▶

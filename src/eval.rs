//! Static evaluation of Network positions

use crate::{board::Board, piece::*};

/// The score of a completed network
pub const WIN_SCORE: f64 = 1.0;

/// Scale of heuristic scores, keeping them strictly inside the win scores
pub const HEURISTIC_SCALE: f64 = 0.99;

// one direction of every line, so each connected pair is seen from one end only
const FORWARD: [(isize, isize); 4] = [(1, 0), (0, 1), (1, 1), (1, -1)];

/// Scores a position between -1 and 1, positive favouring White
///
/// A completed White network scores 1 and a completed Black network -1. A step
/// can complete networks for both sides at once, those go to the side that moved
/// last. Otherwise the score compares how many connected pairs each side has,
/// scaled into (-0.99, 0.99), and an empty board scores exactly 0.
pub fn evaluate(board: &Board) -> f64 {
    let last_mover = board.next_player().other();
    for &color in [last_mover, last_mover.other()].iter() {
        if board.is_win(color) {
            return win_score(color);
        }
    }

    let (white, black) = connections(board);
    if white == 0 && black == 0 {
        return 0.0;
    }
    HEURISTIC_SCALE * (white as f64 - black as f64) / (white + black) as f64
}

fn win_score(winner: Color) -> f64 {
    match winner {
        Color::White => WIN_SCORE,
        Color::Black => -WIN_SCORE,
    }
}

/// Scores a position from the point of view of `color`
pub fn evaluate_for(board: &Board, color: Color) -> f64 {
    match color {
        Color::White => evaluate(board),
        Color::Black => -evaluate(board),
    }
}

/// Counts the connected pairs of each side as `(white, black)`
///
/// Two pieces of the same colour are connected when they share a row, column or
/// diagonal with only empty cells between them.
pub fn connections(board: &Board) -> (usize, usize) {
    let mut counts = (0, 0);
    for x in 0..board.size() {
        for y in 0..board.size() {
            let cell = board.cell(x, y);
            let total = match cell {
                Cell::White => &mut counts.0,
                Cell::Black => &mut counts.1,
                Cell::Empty => continue,
            };
            *total += FORWARD
                .iter()
                .filter(|&&direction| connection_in_direction(board, x, y, direction).is_some())
                .count();
        }
    }
    counts
}

/// The piece connected to `(x, y)` in `direction`, if any
pub fn connection_in_direction(
    board: &Board,
    x: usize,
    y: usize,
    direction: (isize, isize),
) -> Option<Piece> {
    let own = board.cell(x, y);
    let mut position = board.offset(x, y, direction);
    while let Some((nx, ny)) = position {
        match board.cell(nx, ny) {
            Cell::Empty => position = board.offset(nx, ny, direction),
            cell if cell == own => return Some(Piece::new(nx, ny, cell)),
            _ => return None,
        }
    }
    None
}
impl Board {
    /// Creates an empty board of the default size, White to move
    pub fn new() -> Self {
        Self {
            cells: [Cell::Empty; MAX_BOARD_SIZE * MAX_BOARD_SIZE],
            size: BOARD_SIZE,
            num_moves: 0,
            next_player: Color::White,
        }
    }

    /// Creates an empty board with `size` cells per side
    pub fn with_size(size: usize) -> Result<Self> {
        if size < MIN_BOARD_SIZE || size > MAX_BOARD_SIZE {
            return Err(anyhow!(
                "Invalid board size {}. Sizes must be between {} and {}",
                size,
                MIN_BOARD_SIZE,
                MAX_BOARD_SIZE
            ));
        }
        Ok(Self {
            size,
            ..Self::new()
        })
    }

    pub fn size(&self) -> usize {
        self.size
    }

    pub fn num_moves(&self) -> usize {
        self.num_moves
    }

    pub fn next_player(&self) -> Color {
        self.next_player
    }

    /// Whether only `Add` moves are legal (otherwise only `Step` moves are)
    pub fn in_placement_phase(&self) -> bool {
        self.num_moves < PLACEMENT_MOVES
    }

    pub(crate) fn index(x: usize, y: usize) -> usize {
        x * MAX_BOARD_SIZE + y
    }

    pub fn in_bounds(&self, x: usize, y: usize) -> bool {
        x < self.size && y < self.size
    }

    /// Returns the content of `(x, y)`, which must be on the board
    pub fn cell(&self, x: usize, y: usize) -> Cell {
        debug_assert!(self.in_bounds(x, y), "({}, {}) is off the board", x, y);
        self.cells[Self::index(x, y)]
    }

    /// Returns the piece at `(x, y)`, or `None` off the board
    pub fn piece(&self, x: usize, y: usize) -> Option<Piece> {
        if self.in_bounds(x, y) {
            Some(Piece::new(x, y, self.cell(x, y)))
        } else {
            None
        }
    }

    /// Returns the cell one step from `(x, y)` in direction `(dx, dy)`, if it is on the board
    pub fn offset(&self, x: usize, y: usize, (dx, dy): (isize, isize)) -> Option<(usize, usize)> {
        let nx = x as isize + dx;
        let ny = y as isize + dy;
        if nx < 0 || ny < 0 || !self.in_bounds(nx as usize, ny as usize) {
            None
        } else {
            Some((nx as usize, ny as usize))
        }
    }

    /// Writes a cell directly, bypassing every rule and leaving the move counter
    /// and the player to move untouched. Intended for setting up positions.
    pub fn place(&mut self, x: usize, y: usize, cell: Cell) {
        assert!(self.in_bounds(x, y), "({}, {}) is off the board", x, y);
        self.cells[Self::index(x, y)] = cell;
    }

    /// All pieces of `color` in column-major order
    pub fn pieces(&self, color: Color) -> Vec<Piece> {
        self.cells_matching(Cell::from(color))
    }

    /// All vacant cells in column-major order
    pub fn empty_cells(&self) -> Vec<Piece> {
        self.cells_matching(Cell::Empty)
    }

    fn cells_matching(&self, target: Cell) -> Vec<Piece> {
        let mut found = Vec::new();
        for x in 0..self.size {
            for y in 0..self.size {
                if self.cell(x, y) == target {
                    found.push(Piece::new(x, y, target));
                }
            }
        }
        found
    }

    pub fn piece_count(&self, color: Color) -> usize {
        let target = Cell::from(color);
        (0..self.size)
            .flat_map(|x| (0..self.size).map(move |y| (x, y)))
            .filter(|&(x, y)| self.cell(x, y) == target)
            .count()
    }

    pub fn is_corner(&self, x: usize, y: usize) -> bool {
        let last = self.size - 1;
        (x == 0 || x == last) && (y == 0 || y == last)
    }

    /// Whether `(x, y)` lies in one of the two goal lines owned by `color`, corners excluded
    pub fn in_goal_area(&self, x: usize, y: usize, color: Color) -> bool {
        if self.is_corner(x, y) {
            return false;
        }
        let last = self.size - 1;
        match color {
            Color::White => x == 0 || x == last,
            Color::Black => y == 0 || y == last,
        }
    }

    /// Whether `(x, y)` is on the goal line `color` starts its networks from
    pub fn in_start_area(&self, x: usize, y: usize, color: Color) -> bool {
        match color {
            Color::White => x == 0,
            Color::Black => y == 0,
        }
    }

    /// Whether `(x, y)` is on the goal line `color` ends its networks on
    pub fn in_end_area(&self, x: usize, y: usize, color: Color) -> bool {
        let last = self.size - 1;
        match color {
            Color::White => x == last,
            Color::Black => y == last,
        }
    }

    /// Checks whether a piece of `color` at `(x, y)` would be part of a cluster.
    ///
    /// A cluster is a piece with two or more same-coloured neighbours, or a
    /// same-coloured neighbour that has a same-coloured neighbour of its own.
    /// `vacated` is a cell treated as empty, the source of a step.
    pub fn forms_cluster(
        &self,
        x: usize,
        y: usize,
        color: Color,
        vacated: Option<(usize, usize)>,
    ) -> bool {
        let target = Cell::from(color);
        let same = |cx: usize, cy: usize| {
            (cx, cy) != (x, y) && Some((cx, cy)) != vacated && self.cell(cx, cy) == target
        };

        let mut count = 0;
        for &direction in DIRECTIONS.iter() {
            let (nx, ny) = match self.offset(x, y, direction) {
                Some(neighbour) if same(neighbour.0, neighbour.1) => neighbour,
                _ => continue,
            };
            count += 1;
            if count > 1 {
                return true;
            }
            // a neighbour that already touches another piece of ours
            let crowded = DIRECTIONS.iter().any(|&second| {
                self.offset(nx, ny, second)
                    .map_or(false, |(sx, sy)| same(sx, sy))
            });
            if crowded {
                return true;
            }
        }
        false
    }

    fn can_place(&self, x: usize, y: usize, color: Color, vacated: Option<(usize, usize)>) -> bool {
        self.in_bounds(x, y)
            && !self.is_corner(x, y)
            && !self.in_goal_area(x, y, color.other())
            && self.cell(x, y).is_empty()
            && !self.forms_cluster(x, y, color, vacated)
    }

    fn can_lift(&self, x: usize, y: usize, color: Color) -> bool {
        self.in_bounds(x, y)
            && !self.is_corner(x, y)
            && !self.in_goal_area(x, y, color.other())
            && self.cell(x, y) == Cell::from(color)
    }

    /// Checks whether `color` may play `candidate` in the current position
    pub fn is_legal(&self, candidate: Move, color: Color) -> bool {
        match candidate {
            Move::Quit => true,
            Move::Add { x, y } => self.in_placement_phase() && self.can_place(x, y, color, None),
            Move::Step {
                to_x,
                to_y,
                from_x,
                from_y,
            } => {
                !self.in_placement_phase()
                    && (to_x, to_y) != (from_x, from_y)
                    && self.can_lift(from_x, from_y, color)
                    && self.can_place(to_x, to_y, color, Some((from_x, from_y)))
            }
        }
    }

    /// Plays `candidate` for `color` if it is legal
    ///
    /// Returns false and leaves the board untouched for an illegal move. `Quit`
    /// always succeeds and changes nothing. Every other move passes the turn on,
    /// even one played out of turn.
    pub fn apply_move(&mut self, candidate: Move, color: Color) -> bool {
        if !self.is_legal(candidate, color) {
            return false;
        }
        match candidate {
            Move::Quit => return true,
            Move::Add { x, y } => self.place(x, y, Cell::from(color)),
            Move::Step {
                to_x,
                to_y,
                from_x,
                from_y,
            } => {
                self.place(from_x, from_y, Cell::Empty);
                self.place(to_x, to_y, Cell::from(color));
            }
        }
        self.next_player = self.next_player.other();
        self.num_moves += 1;
        true
    }

    /// Reverses `candidate`, previously applied for `color` to this exact position
    ///
    /// No legality checks are made. The turn passes back, so the board is left
    /// exactly as it was before `apply_move`.
    pub fn undo_move(&mut self, candidate: Move, color: Color) {
        match candidate {
            Move::Quit => return,
            Move::Add { x, y } => self.place(x, y, Cell::Empty),
            Move::Step {
                to_x,
                to_y,
                from_x,
                from_y,
            } => {
                self.place(to_x, to_y, Cell::Empty);
                self.place(from_x, from_y, Cell::from(color));
            }
        }
        self.next_player = self.next_player.other();
        self.num_moves -= 1;
    }

    /// Lists every legal move for `color`
    ///
    /// Adds are listed in column-major order of the target cell. Steps are listed
    /// by source piece, then by target cell, both in column-major order.
    pub fn legal_moves(&self, color: Color) -> Vec<Move> {
        let mut moves = Vec::new();
        if self.in_placement_phase() {
            for x in 0..self.size {
                for y in 0..self.size {
                    let candidate = Move::Add { x, y };
                    if self.is_legal(candidate, color) {
                        moves.push(candidate);
                    }
                }
            }
        } else {
            let empty_cells = self.empty_cells();
            for from in self.pieces(color) {
                for to in empty_cells.iter() {
                    let candidate = Move::Step {
                        to_x: to.x,
                        to_y: to.y,
                        from_x: from.x,
                        from_y: from.y,
                    };
                    if self.is_legal(candidate, color) {
                        moves.push(candidate);
                    }
                }
            }
        }
        moves
    }
}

◀

Copy every line of the listing that includes the string "target".

    fn cells_matching(&self, target: Cell) -> Vec<Piece> {
                if self.cell(x, y) == target {
                    found.push(Piece::new(x, y, target));
        let target = Cell::from(color);
            .filter(|&(x, y)| self.cell(x, y) == target)
        let target = Cell::from(color);
            (cx, cy) != (x, y) && Some((cx, cy)) != vacated && self.cell(cx, cy) == target
    /// Adds are listed in column-major order of the target cell. Steps are listed
    /// by source piece, then by target cell, both in column-major order.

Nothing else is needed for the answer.